What I’m saying is that anyone can be Lloyd Dobler. (Okay, I’m ruling out serial killers and child molesters, obviously.) It’s a choice. You know how Lloyd says to his sister near the beginning, “Get in a good mood! How hard is it to just decide to be in a good mood and be in a good mood?” It’s as simple as this. Be Lloyd Dobler! How hard would it be to just decide to be Lloyd Dobler and be Lloyd Dobler? It turns out, bad boys are overrated. No, for real. My friends and I, with a collective ridiculous number of frequent flier miles on Angst Boy Air, enough to circle the globe ninety bajillion times, have unilaterally turned the corner on this. Well, okay, let me say those of us who are over twenty-seven, and speaking for myself only, it took me a little bit more research, like about another decade than everyone else, but I’ve always been slow.
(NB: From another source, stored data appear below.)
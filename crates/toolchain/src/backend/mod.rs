//! HTTP backends.
//!
//! The engine needs exactly three things from the network: the target of an
//! unfollowed redirect (latest-release discovery), a small text body
//! (version files) and a streamed artifact. The [`Backend`] trait captures
//! those, with [`http::UreqBackend`] as the real implementation.
//!
//! # Testing
//!
//! Use [`MockBackend`] for testing without network access:
//!
//! ```
//! use toolchain::backend::{Backend, MockBackend};
//!
//! let mock = MockBackend::new()
//!     .with_redirect(
//!         "https://github.com/kubernetes-sigs/kind/releases/latest",
//!         "https://github.com/kubernetes-sigs/kind/releases/tag/v0.23.0",
//!     )
//!     .with_text("https://dl.k8s.io/release/stable.txt", "v1.30.2\n");
//!
//! let redirect = mock
//!     .redirect_location("https://github.com/kubernetes-sigs/kind/releases/latest")
//!     .unwrap();
//! assert_eq!(redirect.status, 302);
//! assert_eq!(mock.requests().len(), 1);
//! ```

pub mod http;

use crate::error::{Error, Result};
use std::collections::HashMap;
use std::io::{Cursor, Read};
use std::sync::{Arc, Mutex, PoisonError};

/// User-Agent sent with every request.
pub const USER_AGENT: &str = concat!("getkit/", env!("CARGO_PKG_VERSION"));

/// Response to a request that must not follow redirects.
#[derive(Debug, Clone, PartialEq, Eq)]
pub struct Redirect {
    /// HTTP status code.
    pub status: u16,
    /// `Location` header, if present.
    pub location: Option<String>,
}

impl Redirect {
    /// Whether the response was a 3xx.
    #[must_use]
    pub fn is_redirect(&self) -> bool {
        (300..400).contains(&self.status)
    }
}

/// An artifact body being streamed.
pub struct Download {
    /// Response body.
    pub reader: Box<dyn Read + Send>,
    /// Declared body length, when the server sent one.
    pub content_length: Option<u64>,
}

impl std::fmt::Debug for Download {
    fn fmt(&self, f: &mut std::fmt::Formatter<'_>) -> std::fmt::Result {
        f.debug_struct("Download")
            .field("content_length", &self.content_length)
            .finish_non_exhaustive()
    }
}

/// Backend trait for network access.
///
/// Implementations never retry. Each method performs exactly one request.
pub trait Backend: Send + Sync {
    /// HEAD `url` without following redirects.
    ///
    /// Any status is returned as a [`Redirect`]; only transport failures are
    /// errors.
    fn redirect_location(&self, url: &str) -> Result<Redirect>;

    /// GET `url` and return the body as text.
    ///
    /// # Errors
    ///
    /// Returns `Error::Transport` for non-2xx responses.
    fn fetch_text(&self, url: &str) -> Result<String>;

    /// GET `url` and return the body as a stream.
    ///
    /// # Errors
    ///
    /// Returns `Error::DownloadNotFound` for 404 and `Error::Transport` for
    /// any other non-2xx response.
    fn open(&self, url: &str) -> Result<Download>;
}

/// Mock backend for testing without network access.
///
/// Responses are keyed by exact URL. Every call is recorded so tests can
/// assert that nothing was downloaded.
#[derive(Debug, Clone, Default)]
pub struct MockBackend {
    redirects: Arc<Mutex<HashMap<String, Redirect>>>,
    texts: Arc<Mutex<HashMap<String, String>>>,
    files: Arc<Mutex<HashMap<String, (Vec<u8>, Option<u64>)>>>,
    requests: Arc<Mutex<Vec<String>>>,
}

impl MockBackend {
    /// Create a new empty mock backend.
    #[must_use]
    pub fn new() -> Self {
        Self::default()
    }

    /// Answer a HEAD of `url` with a 302 to `location`.
    #[must_use]
    pub fn with_redirect(self, url: impl Into<String>, location: impl Into<String>) -> Self {
        self.with_status(
            url,
            Redirect {
                status: 302,
                location: Some(location.into()),
            },
        )
    }

    /// Answer a HEAD of `url` with an arbitrary response.
    #[must_use]
    pub fn with_status(self, url: impl Into<String>, redirect: Redirect) -> Self {
        lock(&self.redirects).insert(url.into(), redirect);
        self
    }

    /// Serve `body` as text at `url`.
    #[must_use]
    pub fn with_text(self, url: impl Into<String>, body: impl Into<String>) -> Self {
        lock(&self.texts).insert(url.into(), body.into());
        self
    }

    /// Serve `data` at `url` with an accurate content length.
    #[must_use]
    pub fn with_file(self, url: impl Into<String>, data: Vec<u8>) -> Self {
        let len = data.len() as u64;
        lock(&self.files).insert(url.into(), (data, Some(len)));
        self
    }

    /// Serve `data` at `url` but declare `content_length`.
    #[must_use]
    pub fn with_file_declaring(
        self,
        url: impl Into<String>,
        data: Vec<u8>,
        content_length: Option<u64>,
    ) -> Self {
        lock(&self.files).insert(url.into(), (data, content_length));
        self
    }

    /// URLs requested so far, in order.
    #[must_use]
    pub fn requests(&self) -> Vec<String> {
        lock(&self.requests).clone()
    }

    fn record(&self, method: &str, url: &str) {
        lock(&self.requests).push(format!("{method} {url}"));
    }
}

fn lock<T>(mutex: &Mutex<T>) -> std::sync::MutexGuard<'_, T> {
    mutex.lock().unwrap_or_else(PoisonError::into_inner)
}

impl Backend for MockBackend {
    fn redirect_location(&self, url: &str) -> Result<Redirect> {
        self.record("HEAD", url);
        Ok(lock(&self.redirects).get(url).cloned().unwrap_or(Redirect {
            status: 404,
            location: None,
        }))
    }

    fn fetch_text(&self, url: &str) -> Result<String> {
        self.record("GET", url);
        lock(&self.texts)
            .get(url)
            .cloned()
            .ok_or_else(|| Error::transport(format!("HTTP 404 for {url}"), Some(404)))
    }

    fn open(&self, url: &str) -> Result<Download> {
        self.record("GET", url);
        let files = lock(&self.files);
        let (data, content_length) = files.get(url).ok_or_else(|| Error::DownloadNotFound {
            url: url.to_string(),
        })?;
        Ok(Download {
            reader: Box::new(Cursor::new(data.clone())),
            content_length: *content_length,
        })
    }
}
mod cli;
mod commands;
mod ui;

use clap::Parser;
use cli::{Cli, Command};
use toolchain::{Catalog, Error as ToolError};

/// Exit status after Ctrl-C.
const EXIT_SIGINT: i32 = 130;

/// Global context for the application
pub struct Context {
    pub quiet: bool,
}

fn main() {
    let cli = Cli::parse();

    // Initialize logging based on verbosity
    let log_level = match cli.verbose {
        0 => log::LevelFilter::Warn,
        1 => log::LevelFilter::Info,
        2 => log::LevelFilter::Debug,
        _ => log::LevelFilter::Trace,
    };

    env_logger::Builder::new()
        .filter_level(if cli.quiet {
            log::LevelFilter::Error
        } else {
            log_level
        })
        .format_timestamp(None)
        .init();

    // In-flight downloads are abandoned; their temp dirs may remain
    if let Err(e) = ctrlc::set_handler(|| std::process::exit(EXIT_SIGINT)) {
        log::debug!("Could not install Ctrl-C handler: {e}");
    }

    let ctx = Context { quiet: cli.quiet };

    let result = match cli.command {
        Command::Get(args) => commands::get::run(&ctx, args),
        Command::List(args) => commands::list::run(&ctx, &args),
        Command::Update(args) => commands::update::run(&ctx, args),
    };

    if let Err(err) = result {
        report(&err);
        std::process::exit(1);
    }
}

/// Print an error on stderr, with remediation when it came from the engine.
fn report(err: &anyhow::Error) {
    ui::error(&format!("{err:#}"));

    let Some(tool_err) = err.downcast_ref::<ToolError>() else {
        return;
    };

    if let ToolError::UnknownTool {
        suggestion: Some(suggestion),
        ..
    } = tool_err
    {
        ui::hint(suggestion);
        return;
    }

    let category = tool_err.category();

    match commands::releases_link(&Catalog::builtin(), tool_err) {
        Some(link) => {
            eprintln!();
            ui::hint(&format!("{}. Releases:", category.advice()));
            ui::hint(&link);
        }
        None => ui::hint(category.advice()),
    }
}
Like Lloyd’s best friend Corey (played by the brilliant Lili Taylor), we have all been with our share of Joes, although our songs may not be as memorable. Joes do lie when they cry. They do like gi-hirls with names like Ashley. They may not hang out at the Gas n’ Sip, but do not be fooled. If they do not kick the glass out of your path, if they do not look at you like you are Diane Court in the flesh, move right along, friends, nothing to see there.

Lloyd Doblers are layered. I could quote pages of the dialogue in Say Anything, which is, I daresay, genius, but really, that would require way too many pages. Half of what’s amazing about this movie isn’t even in the dialogue, it’s in Lloyd Dobler’s eyes. Think about the iconic scene where Lloyd is holding up the boombox. Visually, it’s a striking one, even from a distance. But take a good long look at his face. There are a million things going on on Lloyd’s face in this scene. Heartbreak. Longing. Fear. Regret. Determination. This scene alone, even a still shot from this scene, I propose, warrants an honorary Oscar for John Cusack somewhere down the road when the Oscar-giving people come to their senses. Lloyd Dobler knows he isn’t in Diane Court’s league, but he also knows that very few people are at their age. He knows he’s nineteen and that everyone doesn’t have their life mapped out at nineteen and that he’s not a college kind of guy but that he’s looking for a “dare-to-be-great situation” and in the meantime he’s just gonna hang with Diane.

I realize a lot of people will argue the exact opposite of what I’m about to say now, but hear me out. Romantic movies, comedies more than dramas, often, I agree, have probably sent a Cinderella-ish message to the women of our culture that sets perhaps unreasonably high expectations in terms of what we want in a man (although as with the power thing, I’m not going to start on women who want rich men or giant penises, because I have no idea what that’s about beyond what it seems to be about, which I can’t really process), which is basically – everything. Looks, charm, brains, humor, success, kindness. Yes, we don’t necessarily choose men who meet more than one of these criteria at a time. Some of us are easily distracted by someone with only one of the above, if it’s outstanding enough, and we’ll overlook a penchant for excessive pot-smoking if let’s say the guy in question plays bass for our favorite indie rock band. Or we’ll pretend we’re okay with the relationship being “undefined” if the guy sends especially funny emails every other day even though he doesn’t make plans more than one night a month, usually at four-thirty on a Saturday afternoon for the same night – to just “hang out.” Poor choices aside, more than anything, we want to be romanced, to be swept off our feet, as they say, and a lot of us find ourselves single longer than we planned to be because it hasn’t happened yet, because life isn’t like a movie. There is an argument to be made that moderately nice and successful are enough. But many of us hold out and as we hold out, our grandmothers and other people tell us we’re too picky.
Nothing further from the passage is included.